3.3.  Multi-Stream Mixers

   There are several RTP topologies which can involve a central box
   which itself generates multiple media streams in a session.

   One example is a mixer providing centralized compositing for a multi-
   capturer scenario like the one described in Section 3.1.  In this
   case, the centralized node is behaving much like a multi-capturer
   endpoint, generating several similar and related sources.

   More complicated is the Source Projecting Mixer, which is a central
   box that receives media streams from several endpoints, and then
   selectively forwards modified versions of some of the streams toward
   the other endpoints it is connected to.  Toward one destination, a
   separate media source appears in the session for every other source
   connected to the mixer, "projected" from the original streams, but at
   any given time many of them may appear to be inactive (and thus
   receivers, not senders, in RTP).  This box is an RTP mixer, not an
   RTP translator, in that it terminates RTCP reporting about the mixed
   streams, and it can re-write SSRCs, timestamps, and sequence numbers,
   as well as the contents of the RTP payloads, and can turn sources on
   and off at will without appearing to be generating packet loss.  Each
   projected stream will typically preserve its original RTCP source
   description (SDES) information.

4.  Multi-Stream Endpoint RTP Media Recommendations

   While an endpoint MUST (of course) stay within its share of the
   available session bandwidth, as determined by signalling and
   congestion control, this need not be applied independently or
   uniformly to each media stream.  In particular, session bandwidth MAY
   be reallocated among an endpoint's media streams, for example by
   varying the bandwidth use of a variable-rate codec, or changing the
   codec used by the media stream, up to the constraints of the
   session's negotiated (or declared) codecs.  This includes enabling or
   disabling media streams as more or less bandwidth becomes available.

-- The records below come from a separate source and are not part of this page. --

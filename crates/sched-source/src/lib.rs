//! # sched-source
//!
//! The I/O edge of the scheduling pipeline:
//! - [`load`] reads the four JSON exports and fails fast on unreadable input
//! - [`normalize`] maps raw field spellings onto canonical names, one table per dataset
//! - [`write`] stages every output file and commits them by atomic rename

pub mod error;
pub mod load;
pub mod normalize;
pub mod write;

pub use error::SourceError;
pub use load::{load_all, load_dataset};
pub use normalize::{FieldMap, normalize_record};
pub use write::{PendingWrite, write_all};
//! Cross-cutting error types for the scheduling pipeline.
//!
//! Stage-specific errors (`SourceError`, `PipelineError`, `ConfigError`) live in
//! their respective crates. The CLI converges all of them through `anyhow`.

use thiserror::Error;

/// Errors that can be raised by any pipeline crate.
#[derive(Debug, Error)]
pub enum CoreError {
    /// A file name did not match any known source dataset.
    #[error("Unknown dataset: {0}")]
    UnknownDataset(String),
}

Lennox & Westerlund     Expires January 10, 2013                [Page 4]
Internet-Draft       RTP Multi-Stream Considerations           July 2012

5.  Multi-Stream Endpoint RTCP Recommendations

   The Real-Time Transport Control Protocol (RTCP) is defined in Section
   6 of [RFC3550], but it is largely documented in terms of
   "participants".  For multi-media-stream endpoints, it is generally
   most useful to interpret the specification such that each media
   stream is a separate "participant".

   For each of an endpoint's media media streams, whether or not it is
   currently being sent, SR/RR and SDES packets MUST be sent at least
   once per RTCP report interval.  (For discussion of the content of SR
   or RR packets' reception statistic reports, see Section 5.1.)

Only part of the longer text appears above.